▶ EXERCISE PROMPT: Restate each record exactly as it was written.
##### DATA TO PROCESS
//! Responsive props: a single value, or one value per breakpoint.
//!
//! Resolution always follows the [`BreakpointTable`] order. The key order of a
//! map carries no meaning, and keys that are not known breakpoints are dropped.

use std::collections::HashMap;

use serde::{Deserialize, Serialize};

use crate::theme::breakpoints::{Breakpoint, BreakpointTable};

/// A prop value that is either unconditional or keyed by breakpoint name.
///
/// Deserializes untagged: a bare value is a [`Scalar`](ResponsiveProp::Scalar),
/// an object is a [`Map`](ResponsiveProp::Map).
#[derive(Debug, Clone, PartialEq, Eq, Serialize, Deserialize)]
#[serde(untagged)]
pub enum ResponsiveProp<T> {
    /// Applies at the base breakpoint (and, through the cascade, everywhere).
    Scalar(T),
    /// Values for a subset of breakpoints.
    Map(HashMap<String, T>),
}

/// One `(breakpoint, value)` pair produced by [`ResponsiveProp::resolve`].
#[derive(Debug, PartialEq, Eq)]
pub struct Resolved<'a, T> {
    pub breakpoint: &'a Breakpoint,
    pub value: &'a T,
}

impl<T> Clone for Resolved<'_, T> {
    fn clone(&self) -> Self {
        *self
    }
}

impl<T> Copy for Resolved<'_, T> {}

impl<T> ResponsiveProp<T> {
    pub fn scalar(value: T) -> Self {
        ResponsiveProp::Scalar(value)
    }

    /// Build a map from `(breakpoint, value)` pairs. A repeated key keeps its
    /// last value.
    pub fn from_pairs<I, K, V>(pairs: I) -> Self
    where
        I: IntoIterator<Item = (K, V)>,
        K: Into<String>,
        V: Into<T>,
    {
        ResponsiveProp::Map(
            pairs
                .into_iter()
                .map(|(k, v)| (k.into(), v.into()))
                .collect(),
        )
    }

    /// Ordered `(breakpoint, value)` pairs in canonical breakpoint order.
    ///
    /// A scalar resolves to a single pair at the base breakpoint. A map yields
    /// only the breakpoints it names; nothing is synthesized for the others.
    pub fn resolve<'a>(&'a self, table: &'a BreakpointTable) -> Vec<Resolved<'a, T>> {
        match self {
            ResponsiveProp::Scalar(value) => vec![Resolved {
                breakpoint: table.base(),
                value,
            }],
            ResponsiveProp::Map(map) => {
                for key in map.keys().filter(|k| !table.contains(k)) {
                    tracing::debug!(breakpoint = %key, "dropping value for unknown breakpoint");
                }
                table
                    .iter()
                    .filter_map(|breakpoint| {
                        map.get(&breakpoint.name)
                            .map(|value| Resolved { breakpoint, value })
                    })
                    .collect()
            }
        }
    }

    /// Transform every value, keeping the breakpoint keys.
    pub fn map<U>(&self, mut f: impl FnMut(&T) -> U) -> ResponsiveProp<U> {
        match self {
            ResponsiveProp::Scalar(value) => ResponsiveProp::Scalar(f(value)),
            ResponsiveProp::Map(map) => {
                ResponsiveProp::Map(map.iter().map(|(k, v)| (k.clone(), f(v))).collect())
            }
        }
    }
}

impl From<&str> for ResponsiveProp<String> {
    fn from(value: &str) -> Self {
        ResponsiveProp::Scalar(value.to_string())
    }
}

impl From<String> for ResponsiveProp<String> {
    fn from(value: String) -> Self {
        ResponsiveProp::Scalar(value)
    }
}

impl<T, K, V, const N: usize> From<[(K, V); N]> for ResponsiveProp<T>
where
    K: Into<String>,
    V: Into<T>,
{
    fn from(pairs: [(K, V); N]) -> Self {
        ResponsiveProp::from_pairs(pairs)
    }
}

impl<T> From<HashMap<String, T>> for ResponsiveProp<T> {
    fn from(map: HashMap<String, T>) -> Self {
        ResponsiveProp::Map(map)
    }
}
##########
▶ EXERCISE SOLUTION:
//! Responsive props: a single value, or one value per breakpoint.
//!
//! Resolution always follows the [`BreakpointTable`] order. The key order of a
//! map carries no meaning, and keys that are not known breakpoints are dropped.

use std::collections::HashMap;

use serde::{Deserialize, Serialize};

use crate::theme::breakpoints::{Breakpoint, BreakpointTable};

/// A prop value that is either unconditional or keyed by breakpoint name.
///
/// Deserializes untagged: a bare value is a [`Scalar`](ResponsiveProp::Scalar),
/// an object is a [`Map`](ResponsiveProp::Map).
#[derive(Debug, Clone, PartialEq, Eq, Serialize, Deserialize)]
#[serde(untagged)]
pub enum ResponsiveProp<T> {
    /// Applies at the base breakpoint (and, through the cascade, everywhere).
    Scalar(T),
    /// Values for a subset of breakpoints.
    Map(HashMap<String, T>),
}

/// One `(breakpoint, value)` pair produced by [`ResponsiveProp::resolve`].
#[derive(Debug, PartialEq, Eq)]
pub struct Resolved<'a, T> {
    pub breakpoint: &'a Breakpoint,
    pub value: &'a T,
}

impl<T> Clone for Resolved<'_, T> {
    fn clone(&self) -> Self {
        *self
    }
}

impl<T> Copy for Resolved<'_, T> {}

impl<T> ResponsiveProp<T> {
    pub fn scalar(value: T) -> Self {
        ResponsiveProp::Scalar(value)
    }

    /// Build a map from `(breakpoint, value)` pairs. A repeated key keeps its
    /// last value.
    pub fn from_pairs<I, K, V>(pairs: I) -> Self
    where
        I: IntoIterator<Item = (K, V)>,
        K: Into<String>,
        V: Into<T>,
    {
        ResponsiveProp::Map(
            pairs
                .into_iter()
                .map(|(k, v)| (k.into(), v.into()))
                .collect(),
        )
    }

    /// Ordered `(breakpoint, value)` pairs in canonical breakpoint order.
    ///
    /// A scalar resolves to a single pair at the base breakpoint. A map yields
    /// only the breakpoints it names; nothing is synthesized for the others.
    pub fn resolve<'a>(&'a self, table: &'a BreakpointTable) -> Vec<Resolved<'a, T>> {
        match self {
            ResponsiveProp::Scalar(value) => vec![Resolved {
                breakpoint: table.base(),
                value,
            }],
            ResponsiveProp::Map(map) => {
                for key in map.keys().filter(|k| !table.contains(k)) {
                    tracing::debug!(breakpoint = %key, "dropping value for unknown breakpoint");
                }
                table
                    .iter()
                    .filter_map(|breakpoint| {
                        map.get(&breakpoint.name)
                            .map(|value| Resolved { breakpoint, value })
                    })
                    .collect()
            }
        }
    }

    /// Transform every value, keeping the breakpoint keys.
    pub fn map<U>(&self, mut f: impl FnMut(&T) -> U) -> ResponsiveProp<U> {
        match self {
            ResponsiveProp::Scalar(value) => ResponsiveProp::Scalar(f(value)),
            ResponsiveProp::Map(map) => {
                ResponsiveProp::Map(map.iter().map(|(k, v)| (k.clone(), f(v))).collect())
            }
        }
    }
}

impl From<&str> for ResponsiveProp<String> {
    fn from(value: &str) -> Self {
        ResponsiveProp::Scalar(value.to_string())
    }
}

impl From<String> for ResponsiveProp<String> {
    fn from(value: String) -> Self {
        ResponsiveProp::Scalar(value)
    }
}

impl<T, K, V, const N: usize> From<[(K, V); N]> for ResponsiveProp<T>
where
    K: Into<String>,
    V: Into<T>,
{
    fn from(pairs: [(K, V); N]) -> Self {
        ResponsiveProp::from_pairs(pairs)
    }
}

impl<T> From<HashMap<String, T>> for ResponsiveProp<T> {
    fn from(map: HashMap<String, T>) -> Self {
        ResponsiveProp::Map(map)
    }
}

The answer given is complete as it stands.